The tremendous local contingent of nature-based camps certainly offer this for campers. Our region is home to Trent TRACKS camps, Jumping Mouse Outdoor School, Gritty Classroom, Camp Kawartha, and Rowantree Children School, just to name a few.
Summer camps provide children and youth with opportunity to connect to nature. They can also benefit the youth by strengthening their resiliency during times of duress.
Anne Corkery, renowned environmental educator and founder of the Gritty Classroom Camps explains, “We often underestimate the positive impacts that time in nature can have on our mental wellbeing, and resilience.”
“At a time when resilience is lacking in our younger population and our climate is in crisis, we need now, more than ever, to cultivate a connection between our children and the natural world.”

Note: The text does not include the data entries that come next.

// Copyright (c) 2025 Geoffrey Huntley <ghuntley@ghuntley.com>. All rights reserved.
// SPDX-License-Identifier: Proprietary

//! Database configuration.

use serde::Deserialize;

const DEFAULT_URL: &str = "sqlite:./roster.db";
const DEFAULT_MAX_CONNECTIONS: u32 = 5;

/// Database configuration (runtime, fully resolved).
#[derive(Debug, Clone, PartialEq)]
pub struct DatabaseConfig {
	pub url: String,
	pub max_connections: u32,
}

impl Default for DatabaseConfig {
	fn default() -> Self {
		Self {
			url: DEFAULT_URL.to_string(),
			max_connections: DEFAULT_MAX_CONNECTIONS,
		}
	}
}

/// Database configuration layer (partial, for merging).
#[derive(Debug, Clone, Default, Deserialize, PartialEq)]
pub struct DatabaseConfigLayer {
	#[serde(default)]
	pub url: Option<String>,
	#[serde(default)]
	pub max_connections: Option<u32>,
}

impl DatabaseConfigLayer {
	pub fn merge(&mut self, other: DatabaseConfigLayer) {
		if other.url.is_some() {
			self.url = other.url;
		}
		if other.max_connections.is_some() {
			self.max_connections = other.max_connections;
		}
	}

	pub fn finalize(self) -> DatabaseConfig {
		DatabaseConfig {
			url: self.url.unwrap_or_else(|| DEFAULT_URL.to_string()),
			max_connections: self.max_connections.unwrap_or(DEFAULT_MAX_CONNECTIONS),
		}
	}
}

As our campers grow, so do their interests and what engages them. Tweens and teens benefit most from authentic opportunities for hands-on experience combined with real work. Rodenburg notes that “as [young people] get older, they need to engage in direct action.”
Enter Climate Leadership camps.
GreenUP’s Climate Leadership camp for Girls, Two-Spirit and Gender Diverse Youth is again set to wheel our way through the community with week-long camps tailored to ages 11-13.
Climate Leadership camp seeks to offer an action-oriented week with themes that touch on some of the most significant community connections to the climate crisis. These camps aim to amplify the voices and actions of diverse girls, Two-Spirit and gender diverse youth – voices that are critical to discussions of climate justice.
The impacts of climate change are felt disproportionately across many intersections of lived experience, and continue to magnify the inequalities in our society.
Tegan Moss, GreenUP’s Executive Director, offers that “One solution is to increase access to educational programming that responds to inequalities. At GreenUP, this is exactly what we’ve been doing with the Climate Leadership program.”
Camp can create inspiring environments that hone skills, engage in respectful dialogue and have fun, too – all in the name of climate leadership.
During the Climate Leadership program GreenUP education staff introduce this group of campers to trusted mentors who generously share own their professional expertise and passion around climate action. This summer this cohort will have the opportunity to learn from B!KE, The Diverse Nature Collective, Elder Dorothy Taylor from Oshkigamong/Curve Lake First Nation, The Endeavour Centre, Nourish, and the Gender Equity team from Kawartha World Issues Centre.
With the support of an incredible community of climate action heroes and opportunities like nature-based camps, young people have the chance to build the skills and confidence they need to be climate leaders, now and into the future.
Thanks to the support of the Community Foundation, we are able to both enhance our programming and to offer four fully funded equity priority spaces for Climate Leadership Campers this year. The Community Foundation of Peterborough’s Gender Equality Grants are made possible thanks to a collaboration between Community Foundations of Canada and the Equality Fund, with support from the Government of Canada.